Alors que sur Twitter, beaucoup se sont indignés qu'une femme doivent changer son apparence pour un travail, d'autres femmes du secteur des hautes-technologies ont indiqué à nos confrères du HuffPost UK qu'Eileen Carey n'était "pas la seule" à ressentir ce genre de pression et que, malheureusement, il n'y avait là rien de neuf.
"Je pense qu'en général, les femmes se battent pour être prise au sérieux dans le secteur de l'internet, parce que ça a toujours été un secteur dominé par les hommes", déclare-t-elle au HuffPost UK.
"[La parité hommes-femmes] s'est vraiment améliorée ces dernières années, il y a beaucoup plus de femmes dans les positions de responsabilités dans le domaine des hautes technologies, chez les managers, les PDG, mais ça reste un problème qui doit être résolu."
Helen Wollaston, directrice générale de WISE, qui se bat pour une égalité hommes-femmes dans les sciences, la technologie et l'ingénierie, reconnaît qu'il est "triste" qu'une femme ressente des pressions pour changer d'apparence pour son travail, mais que cela ne la surprend pas.
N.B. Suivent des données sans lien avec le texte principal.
use std::path::{Path, PathBuf};
use std::time::Duration;

use clap::{Parser, Subcommand};
use kp_core::timing::{self, Timer};
use kp_core::{CoreError, DelayedNeutronData, ensure_positive};
use kp_session::{
    InteractiveSession, ManualClock, SessionConfig, SessionError, SessionEvent, StepOutcome,
    TimeSource, WallClock,
};
use kp_sim::inhour;
use kp_sim::{KineticsSolver, PointKinetics, SimError, Step, StepSchedule, prompt_jump};
use thiserror::Error;
use tracing_subscriber::EnvFilter;

mod output;

use output::Format;

/// Normalized generation time for a 0.1 us prompt lifetime at beta = 0.0035.
const DEFAULT_GENERATION_TIME: f64 = 1e-7 / 0.0035;

/// Control range of the reactivity input, in dollars.
const RHO_MIN: f64 = -5.0;
const RHO_MAX: f64 = 1.0;

#[derive(Debug, Error)]
pub enum CliError {
    #[error(transparent)]
    Session(#[from] SessionError),
    #[error(transparent)]
    Sim(#[from] SimError),
    #[error(transparent)]
    Core(#[from] CoreError),
    #[error("I/O error: {0}")]
    Io(#[from] std::io::Error),
    #[error("YAML error: {0}")]
    Yaml(#[from] serde_yaml::Error),
    #[error("JSON error: {0}")]
    Json(#[from] serde_json::Error),
}

pub type CliResult<T> = Result<T, CliError>;

#[derive(Parser)]
#[command(name = "kp-cli")]
#[command(about = "Keep-in-pace - interactive point-kinetics reactor simulation", long_about = None)]
struct Cli {
    /// Log timing of solves (same as setting KP_TIMING)
    #[arg(long, global = true)]
    timing: bool,

    #[command(subcommand)]
    command: Commands,
}

#[derive(clap::Args)]
struct ModelArgs {
    /// Delayed-neutron data YAML file (defaults to Keepin U-235)
    #[arg(long)]
    data: Option<PathBuf>,
    /// Normalized generation time Lambda
    #[arg(long, default_value_t = DEFAULT_GENERATION_TIME)]
    generation_time: f64,
}

#[derive(clap::Args)]
struct OutputArgs {
    /// Output file (defaults to stdout)
    #[arg(short, long)]
    output: Option<PathBuf>,
    #[arg(long, value_enum, default_value_t = Format::Csv)]
    format: Format,
}

#[derive(Subcommand)]
enum Commands {
    /// Drive an interactive session with a scripted reactivity schedule
    Run {
        #[command(flatten)]
        model: ModelArgs,
        /// Session configuration YAML (horizon, sample spacing, solver)
        #[arg(long)]
        config: Option<PathBuf>,
        /// Reactivity change as TIME:RHO (repeatable)
        #[arg(long = "set", value_parser = parse_step)]
        changes: Vec<Step>,
        /// Session length in simulation units
        #[arg(long, default_value_t = 10.0)]
        duration: f64,
        /// Interval between session steps
        #[arg(long, default_value_t = 0.05)]
        tick: f64,
        /// Follow real time, scaled by this factor, instead of a scripted clock
        #[arg(long)]
        realtime: Option<f64>,
        #[command(flatten)]
        out: OutputArgs,
    },
    /// Solve a fixed reactivity schedule in one pass
    Solve {
        #[command(flatten)]
        model: ModelArgs,
        /// Reactivity before the first step
        #[arg(long, default_value_t = 0.0, allow_hyphen_values = true)]
        rho: f64,
        /// Reactivity step as TIME:RHO (repeatable)
        #[arg(long = "step", value_parser = parse_step)]
        steps: Vec<Step>,
        #[arg(long, default_value_t = 10.0)]
        end: f64,
        /// Largest integrator step
        #[arg(long)]
        max_step: Option<f64>,
        #[command(flatten)]
        out: OutputArgs,
    },
    /// Asymptotic period for reactivity steps from critical
    Inhour {
        #[command(flatten)]
        model: ModelArgs,
        /// Reactivity in dollars (repeatable)
        #[arg(long = "rho", required = true, allow_hyphen_values = true)]
        rhos: Vec<f64>,
    },
    /// Print a delayed-neutron data set as YAML
    Data {
        /// Data file to validate and echo (defaults to Keepin U-235)
        path: Option<PathBuf>,
    },
}

fn main() -> CliResult<()> {
    tracing_subscriber::fmt()
        .with_env_filter(EnvFilter::from_default_env())
        .with_writer(std::io::stderr)
        .init();

    let cli = Cli::parse();
    if cli.timing {
        timing::enable_timing();
    }

    match cli.command {
        Commands::Run {
            model,
            config,
            changes,
            duration,
            tick,
            realtime,
            out,
        } => cmd_run(
            &model,
            config.as_deref(),
            changes,
            duration,
            tick,
            realtime,
            &out,
        ),
        Commands::Solve {
            model,
            rho,
            steps,
            end,
            max_step,
            out,
        } => cmd_solve(&model, rho, steps, end, max_step, &out),
        Commands::Inhour { model, rhos } => cmd_inhour(&model, &rhos),
        Commands::Data { path } => cmd_data(path.as_deref()),
    }
}

fn parse_step(s: &str) -> Result<Step, String> {
    let (t, rho) = s
        .split_once(':')
        .ok_or_else(|| format!("expected TIME:RHO, got '{s}'"))?;
    let t = t.trim().parse().map_err(|e| format!("bad time '{t}': {e}"))?;
    let rho = rho
        .trim()
        .parse()
        .map_err(|e| format!("bad reactivity '{rho}': {e}"))?;
    Ok(Step { t, rho })
}

fn load_data(path: Option<&Path>) -> CliResult<DelayedNeutronData> {
    match path {
        Some(path) => {
            let text = std::fs::read_to_string(path)?;
            Ok(serde_yaml::from_str(&text)?)
        }
        None => Ok(DelayedNeutronData::keepin_u235()),
    }
}

fn load_config(path: Option<&Path>) -> CliResult<SessionConfig> {
    match path {
        Some(path) => {
            let text = std::fs::read_to_string(path)?;
            Ok(serde_yaml::from_str(&text)?)
        }
        None => Ok(SessionConfig::default()),
    }
}

fn positive(value: f64, what: &'static str) -> CliResult<f64> {
    Ok(ensure_positive(value, what)?)
}

fn clamp_reactivity(rho: f64) -> f64 {
    let clamped = rho.clamp(RHO_MIN, RHO_MAX);
    if clamped != rho {
        tracing::warn!(requested = rho, applied = clamped, "reactivity clamped");
    }
    clamped
}

fn cmd_run(
    model: &ModelArgs,
    config_path: Option<&Path>,
    mut changes: Vec<Step>,
    duration: f64,
    tick: f64,
    realtime: Option<f64>,
    out: &OutputArgs,
) -> CliResult<()> {
    let duration = positive(duration, "duration")?;
    let tick = positive(tick, "tick")?;
    let data = load_data(model.data.as_deref())?;
    let config = load_config(config_path)?;
    changes.sort_by(|a, b| a.t.total_cmp(&b.t));

    let timer = Timer::start("session run");
    let past = match realtime {
        Some(scale) => {
            let clock = WallClock::with_time_scale(scale)?;
            let mut session =
                InteractiveSession::new(data, model.generation_time, config, clock)?;
            let end = drive(&mut session, &changes, duration, tick, |s, target| {
                let ahead = target - s.current_elapsed();
                if ahead > 0.0 {
                    std::thread::sleep(Duration::from_secs_f64(ahead / scale));
                }
                Ok(())
            })?;
            report(&session, end);
            session.past().clone()
        }
        None => {
            let mut session = InteractiveSession::new(
                data,
                model.generation_time,
                config,
                ManualClock::new(0.0),
            )?;
            let end = drive(&mut session, &changes, duration, tick, |s, target| {
                Ok(s.clock_mut().set(target)?)
            })?;
            report(&session, end);
            session.past().clone()
        }
    };
    timer.stop_and_log();

    output::emit(&output::render(&past, out.format)?, out.output.as_deref())
}

/// How a scripted run stopped.
#[derive(Debug, Clone, Copy, PartialEq, Eq)]
enum RunEnd {
    Completed,
    /// The session could not produce a future; its past is still valid.
    Frozen,
}

/// Tick the session until `duration`, applying scheduled reactivity changes.
fn drive<C: TimeSource>(
    session: &mut InteractiveSession<C>,
    changes: &[Step],
    duration: f64,
    tick: f64,
    mut wait_until: impl FnMut(&mut InteractiveSession<C>, f64) -> CliResult<()>,
) -> CliResult<RunEnd> {
    session.subscribe(|event: &SessionEvent| match event {
        SessionEvent::FutureReplaced {
            start,
            samples,
            reactivity,
            ..
        } => tracing::debug!(start, samples, reactivity, "future replaced"),
        SessionEvent::ResolveFailed { now, reason } => {
            tracing::error!(now, reason = reason.as_str(), "re-solve failed")
        }
        SessionEvent::Advanced { .. } => {}
    });

    let mut pending = changes.iter().peekable();
    let mut target = 0.0;
    while target < duration {
        target = (target + tick).min(duration);
        wait_until(session, target)?;
        match freeze_on_solver_failure(session.step())? {
            Some(StepOutcome::Advanced { .. }) => {}
            Some(StepOutcome::Exhausted) | None => return Ok(RunEnd::Frozen),
        }

        let now = session.current_elapsed();
        while let Some(change) = pending.next_if(|c| c.t <= now) {
            let rho = clamp_reactivity(change.rho);
            let Some(applied) = freeze_on_solver_failure(session.set_reactivity(rho))? else {
                return Ok(RunEnd::Frozen);
            };
            tracing::info!(
                t = now,
                rho = applied.current,
                prompt_jump = ?applied.prompt_jump,
                "applied scheduled change"
            );
        }
    }
    Ok(RunEnd::Completed)
}

/// A solver failure freezes the run; anything else is a real error.
fn freeze_on_solver_failure<T>(result: Result<T, SessionError>) -> CliResult<Option<T>> {
    match result {
        Ok(value) => Ok(Some(value)),
        Err(SessionError::Sim(e)) => {
            tracing::warn!(error = %e, "solver failed, freezing the session");
            Ok(None)
        }
        Err(e) => Err(e.into()),
    }
}

fn report<C: TimeSource>(session: &InteractiveSession<C>, end: RunEnd) {
    let stats = session.solve_stats();
    let state = session.current_state();
    tracing::info!(
        t = session.past().last_time().unwrap_or(0.0),
        n = state.neutron_density(),
        rho = session.current_reactivity(),
        past = session.past().len(),
        solves = stats.solves,
        solve_s = stats.total_seconds,
        frozen = end == RunEnd::Frozen,
        "session finished"
    );
}

fn cmd_solve(
    model: &ModelArgs,
    rho: f64,
    mut steps: Vec<Step>,
    end: f64,
    max_step: Option<f64>,
    out: &OutputArgs,
) -> CliResult<()> {
    let end = positive(end, "end time")?;
    steps.sort_by(|a, b| a.t.total_cmp(&b.t));
    let data = load_data(model.data.as_deref())?;
    let schedule = StepSchedule::new(rho, steps)?;

    let mut options = kp_sim::AdaptiveOptions::default();
    if let Some(h) = max_step {
        options = options.with_max_step(positive(h, "max step")?);
    }
    let mut solver =
        KineticsSolver::with_options(data, schedule, model.generation_time, options)?;

    let timer = Timer::start("solve");
    let trajectory = solver.solve(0.0, end)?;
    timer.stop_and_log();

    let stats = solver.last_stats();
    tracing::info!(
        samples = trajectory.len(),
        accepted = stats.accepted,
        rejected = stats.rejected,
        n_end = solver.state().neutron_density(),
        "solve finished"
    );

    output::emit(&output::render(&trajectory, out.format)?, out.output.as_deref())
}

fn cmd_inhour(model: &ModelArgs, rhos: &[f64]) -> CliResult<()> {
    let data = load_data(model.data.as_deref())?;
    let kinetics = PointKinetics::new(data, model.generation_time)?;

    println!(
        "{:>10}  {:>14}  {:>14}  {:>12}",
        "rho ($)", "omega (1/s)", "period (s)", "prompt jump"
    );
    for &rho in rhos {
        let omega = inhour::dominant_root(&kinetics, rho)?;
        let period = inhour::asymptotic_period(&kinetics, rho)?;
        let jump = prompt_jump(0.0, rho, 1.0)
            .map_or_else(|| "-".to_string(), |n| format!("{n:.4}"));
        println!("{rho:>10.4}  {omega:>14.6e}  {period:>14.6e}  {jump:>12}");
    }
    Ok(())
}

fn cmd_data(path: Option<&Path>) -> CliResult<()> {
    let data = load_data(path)?;
    tracing::info!(
        groups = data.num_groups(),
        beta = data.total_fraction(),
        mean_lifetime = data.mean_lifetime(),
        "delayed-neutron data"
    );
    print!("{}", serde_yaml::to_string(&data)?);
    Ok(())
}

#[cfg(test)]
mod tests {
    use super::*;

    #[test]
    fn parses_time_reactivity_pairs() {
        assert_eq!(
            parse_step("1.5:-0.25").unwrap(),
            Step {
                t: 1.5,
                rho: -0.25
            }
        );
        assert_eq!(parse_step(" 2 : 0.1 ").unwrap(), Step { t: 2.0, rho: 0.1 });
        assert!(parse_step("1.5").is_err());
        assert!(parse_step("a:0.1").is_err());
    }

    #[test]
    fn clamps_to_control_range() {
        assert_eq!(clamp_reactivity(3.0), 1.0);
        assert_eq!(clamp_reactivity(-7.0), -5.0);
        assert_eq!(clamp_reactivity(0.2), 0.2);
    }

    #[test]
    fn scripted_run_applies_changes() {
        let mut session = InteractiveSession::new(
            DelayedNeutronData::keepin_u235(),
            DEFAULT_GENERATION_TIME,
            SessionConfig::default().with_horizon(2.0),
            ManualClock::new(0.0),
        )
        .unwrap();
        let changes = [Step { t: 0.5, rho: 0.2 }];
        let end = drive(&mut session, &changes, 1.0, 0.1, |s, t| {
            Ok(s.clock_mut().set(t)?)
        })
        .unwrap();
        assert_eq!(end, RunEnd::Completed);
        assert_eq!(session.current_reactivity(), 0.2);
        assert!(session.current_state().neutron_density() > 1.1);
        assert!(session.past().last_time().unwrap() <= 1.0);
    }

    #[test]
    fn prompt_critical_run_freezes_and_keeps_the_past() {
        let mut session = InteractiveSession::new(
            DelayedNeutronData::keepin_u235(),
            DEFAULT_GENERATION_TIME,
            SessionConfig::default(),
            ManualClock::new(0.0),
        )
        .unwrap();
        let changes = [Step { t: 1.0, rho: 1.0 }];
        let end = drive(&mut session, &changes, 10.0, 0.1, |s, t| {
            Ok(s.clock_mut().set(t)?)
        })
        .unwrap();

        assert_eq!(end, RunEnd::Frozen);
        assert_eq!(session.phase(), kp_session::SessionPhase::Exhausted);
        assert!(session.past().last_time().unwrap() >= 0.95);
        let csv = output::render(session.past(), Format::Csv).unwrap();
        assert!(csv.lines().count() > 2);
    }

    #[test]
    fn cli_parses() {
        use clap::CommandFactory;
        Cli::command().debug_assert();
        let cli = Cli::try_parse_from([
            "kp-cli", "run", "--set", "1:0.2", "--set", "2:-0.5", "--duration", "3",
        ])
        .unwrap();
        match cli.command {
            Commands::Run { changes, .. } => assert_eq!(changes.len(), 2),
            _ => panic!("expected run"),
        }
    }
}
"Je sais, à partir des témoignages qui nous sont rapportés chez WISE, qu'elle n'est pas la seule", a-t-elle expliqué au HuffPost UK.
"Il y a des femmes brillantes, des femmes aux cheveux châtains, bruns, blonds. Leur donner une meilleure représentation dans les médias, les entreprises, les écoles et les universités, aide à changer les perceptions, mais les vieux stéréotypes persistent."
Au-delà des stéréotypes, des problèmes de harcèlement au travail
Anne-Marie Imafidon, co-fondatrice de Stemettes, ajoute: "Malheureusement, l'apparence d'une personne influence encore la façon dont elle est traitée ; dans ce cas, la façon dont elle s'est sentie contrainte de teindre ses cheveux. Avant que les normes sociales ne changent, les groupes sous-représentés ressentiront cette pression à se 'changer' pour poursuivre leur carrière."
Therese Stowell, chef de produit dans l'entreprise de logiciels Pivotal, avait déjà écrit dans un billet de blog sur la nécessité d'encourager une diversité de genre dans les hautes technologies.
Elle aussi assure qu'elle n'est "pas du tout surprise" d'entendre parler d'une PDG qui ressente le besoin de changer son apparence.
"Alors que les entreprises de haute technologie ont travaillé sur la question de l'égalité hommes-femmes, les préjugés ancrés dans la société ne peuvent être combattus que difficilement. Les êtres humains sont programmés à faire des jugements rapides, c'est donc compliqué même pour les personnes qui prennent soin de se montrer inclusifs", explique-t-elle au HuffPost UK.
Ces remarques viennent après qu'un article du New York Times, publié plus tôt dans l'année, révèle à quel point les femmes dans le domaine des hautes technologies doivent faire face au harcèlement sexuel au travail.
Une vingtaine de femmes avaient témoigné de leurs expériences de harcèlement par leurs supérieurs, des investisseurs, ou par d'autres collègues masculins.